Les contrecoups des mensonges et des oublis
Informé par l’assureur que Salma avait menti, Frank a tout simplement abandonné le dossier, pour éviter que sa responsabilité professionnelle ne soit engagée. Il ne sait donc pas si elle a pu obtenir la protection recherchée auprès d’une autre compagnie. Il l’a bien avertie que le MIB conserverait pendant sept ans les détails de cette tentative de fraude. Car c’en était bel et bien une… Chaque nouvelle demande de protection d’assurance lui sera probablement refusée, ou sera acceptée avec des exclusions et des primes supplémentaires.

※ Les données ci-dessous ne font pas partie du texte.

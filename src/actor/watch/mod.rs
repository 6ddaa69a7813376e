//! Watch Actor
//!
//! Watches the documents given on the command line and submits their full
//! text to the pipeline whenever the content on disk changes. Timing is
//! left to the debounce actor.
//!
//! ```text
//! notify (parent dirs) -> filter to documents -> content hash -> PipelineMsg::Change
//! ```

use std::path::{Path, PathBuf};

use notify::{EventKind, RecommendedWatcher, RecursiveMode, Watcher};
use rustc_hash::{FxHashMap, FxHashSet};
use tokio::sync::mpsc;

use super::messages::PipelineMsg;
use crate::utils::hash;
use crate::utils::path::normalize_path;

/// Last seen content hash per watched document.
struct Tracker {
    hashes: FxHashMap<PathBuf, u64>,
}

impl Tracker {
    /// Track `documents` (normalized), seeding hashes from disk.
    fn new(documents: &[PathBuf]) -> Self {
        let hashes = documents
            .iter()
            .map(|doc| {
                let seed = std::fs::read(doc).map(|b| hash::compute(&b)).unwrap_or(0);
                (doc.clone(), seed)
            })
            .collect();
        Self { hashes }
    }

    fn is_tracked(&self, path: &Path) -> bool {
        self.hashes.contains_key(path)
    }

    /// New text of `path` if it differs from what was last seen.
    fn observe(&mut self, path: &Path) -> Option<String> {
        let known = self.hashes.get_mut(path)?;
        let text = match std::fs::read_to_string(path) {
            Ok(text) => text,
            Err(e) => {
                crate::debug!("watch"; "unreadable {}: {}", path.display(), e);
                return None;
            }
        };
        let current = hash::compute(&text);
        if current == *known {
            return None;
        }
        *known = current;
        Some(text)
    }
}

/// Content may have changed. Metadata-only noise (mtime/atime/chmod) is skipped.
fn is_content_event(kind: &EventKind) -> bool {
    match kind {
        EventKind::Create(_) => true,
        EventKind::Modify(modify) => !matches!(modify, notify::event::ModifyKind::Metadata(_)),
        _ => false,
    }
}

/// Watch Actor - turns saves into change messages
pub struct WatchActor {
    /// Channel to receive notify events (sync -> async bridge)
    notify_rx: std::sync::mpsc::Receiver<notify::Result<notify::Event>>,
    /// Watcher handle (must be kept alive)
    _watcher: RecommendedWatcher,
    tracker: Tracker,
    pipeline_tx: mpsc::Sender<PipelineMsg>,
}

impl WatchActor {
    /// Start watching immediately so saves made during startup are buffered.
    pub fn new(
        documents: &[PathBuf],
        pipeline_tx: mpsc::Sender<PipelineMsg>,
    ) -> notify::Result<Self> {
        let documents: Vec<PathBuf> = documents.iter().map(|d| normalize_path(d)).collect();
        let (notify_tx, notify_rx) = std::sync::mpsc::channel();

        let mut watcher = notify::recommended_watcher(move |res| {
            let _ = notify_tx.send(res);
        })?;

        // Editors often save by rename, so watch the directory, not the file
        let dirs: FxHashSet<&Path> = documents.iter().filter_map(|d| d.parent()).collect();
        for dir in dirs {
            watcher.watch(dir, RecursiveMode::NonRecursive)?;
            crate::debug!("watch"; "watching {}", dir.display());
        }

        Ok(Self {
            notify_rx,
            _watcher: watcher,
            tracker: Tracker::new(&documents),
            pipeline_tx,
        })
    }

    /// Run the actor event loop
    pub async fn run(self) {
        let Self {
            notify_rx,
            _watcher,
            mut tracker,
            pipeline_tx,
        } = self;

        let (async_tx, mut async_rx) = mpsc::channel::<notify::Event>(64);

        std::thread::spawn(move || {
            while let Ok(result) = notify_rx.recv() {
                match result {
                    Ok(event) => {
                        if async_tx.blocking_send(event).is_err() {
                            break;
                        }
                    }
                    Err(e) => crate::log!("watch"; "notify error: {}", e),
                }
            }
        });

        while let Some(event) = async_rx.recv().await {
            if !is_content_event(&event.kind) {
                continue;
            }
            crate::debug!("watch"; "raw notify: {:?} {:?}", event.kind, event.paths);

            for path in &event.paths {
                let path = normalize_path(path);
                if !tracker.is_tracked(&path) {
                    continue;
                }
                let Some(text) = tracker.observe(&path) else {
                    continue;
                };

                crate::debug!("watch"; "changed {}", path.display());
                let msg = PipelineMsg::Change {
                    document: path,
                    text,
                };
                if pipeline_tx.send(msg).await.is_err() {
                    return;
                }
            }
        }
    }
}

#[cfg(test)]
mod tests {
    use super::*;
    use notify::event::{CreateKind, DataChange, MetadataKind, ModifyKind};
    use std::fs;
    use tempfile::TempDir;

    #[test]
    fn test_content_events() {
        assert!(is_content_event(&EventKind::Create(CreateKind::File)));
        assert!(is_content_event(&EventKind::Modify(ModifyKind::Data(
            DataChange::Content
        ))));
        assert!(!is_content_event(&EventKind::Modify(ModifyKind::Metadata(
            MetadataKind::WriteTime
        ))));
        assert!(!is_content_event(&EventKind::Remove(
            notify::event::RemoveKind::File
        )));
    }

    #[test]
    fn test_tracker_skips_unchanged_content() {
        let dir = TempDir::new().unwrap();
        let doc = normalize_path(&dir.path().join("main.tex"));
        fs::write(&doc, "v1").unwrap();
        let mut tracker = Tracker::new(std::slice::from_ref(&doc));

        // initial content was seeded
        assert_eq!(tracker.observe(&doc), None);

        fs::write(&doc, "v2").unwrap();
        assert_eq!(tracker.observe(&doc).as_deref(), Some("v2"));
        assert_eq!(tracker.observe(&doc), None);
    }

    #[test]
    fn test_tracker_ignores_other_files() {
        let dir = TempDir::new().unwrap();
        let doc = normalize_path(&dir.path().join("main.tex"));
        let other = dir.path().join("main.aux");
        fs::write(&doc, "v1").unwrap();
        fs::write(&other, "aux").unwrap();
        let mut tracker = Tracker::new(std::slice::from_ref(&doc));

        let other = normalize_path(&other);
        assert!(!tracker.is_tracked(&other));
        assert_eq!(tracker.observe(&other), None);
    }

    #[test]
    fn test_tracker_reports_created_document() {
        let dir = TempDir::new().unwrap();
        let doc = dir.path().join("later.tex");
        let mut tracker = Tracker::new(std::slice::from_ref(&doc));

        fs::write(&doc, "\\section{Late}").unwrap();
        assert_eq!(tracker.observe(&doc).as_deref(), Some("\\section{Late}"));
    }
}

Et cela s’appliquera à tous les types d’assurances de personnes qu’elle pourrait demander : vie, maladies graves et invalidité.
Peut-être Salma a-t-elle pu souscrire l’assurance proposée par sa banque… Certaines institutions ne procèdent à une enquête approfondie qu’au moment d’une réclamation. Mais les primes sont en général de deux à trois fois plus onéreuses. Et il faut quand même dire toute la vérité dans le formulaire court qui nous est soumis ! Salma, qui avait menti sur son état de santé en pensant pouvoir économiser, n’a donc pas été très avancée.
Certaines compagnies d’assurances vont très loin dans leurs recherches ; elles « googlent » le nom des futurs clients et scrutent leurs réseaux sociaux. Elles cherchent des détails sur certaines de leurs activités qui peuvent avoir des répercussions sur leur santé, comme la consommation de drogue, la plongée sous-marine, le saut à l’élastique et autres sports extrêmes ou acrobatiques. Elles tiennent même compte des voyages dans des pays exotiques où l’on risque de contracter des maladies telles que la malaria, par exemple.
Alors, si vous racontez à votre assureur que vous menez une petite vie tranquille, mais que votre compte Instagram est rempli de prouesses périlleuses, c’est possible qu’il refuse votre demande de souscription.
Comme n’importe quel contrat légal, un contrat d’assurance est régi par le Code civil du Québec. Et il vient avec des obligations : l’assuré est tenu de déclarer toutes les circonstances connues qui peuvent avoir une incidence sur l’évaluation des risques et, par conséquent, sur la tarification. On prend donc soin de tenir à jour un carnet de ses consultations médicales, des tests passés et de leurs résultats, ainsi qu’une liste complète des médicaments et des produits naturels consommés. On peut aussi demander au MIB une copie de son dossier, si on a oublié ce qu’on a déclaré par le passé.
Cacher des informations à l’assureur peut avoir des conséquences très sérieuses, même une fois qu’il a accepté de nous couvrir. En général, on souscrit une police d’assurance invalidité, maladies graves ou vie pour protéger ses revenus et sa famille. Si la compagnie d’assurances ne découvre la supercherie qu’au moment d’une réclamation — quand l’assuré tombe malade (assurance invalidité ou maladies graves) ou décède (assurance vie) —, elle peut purement et simplement annuler le contrat. Elle ne remet alors que la somme des primes perçues au souscripteur ou à ses bénéficiaires. Pas exactement le scénario souhaité lorsqu’on se dote d’une telle protection… Mieux vaut dire la vérité, toute la vérité. La prime coûtera plus cher, mais au moins, on sera assuré.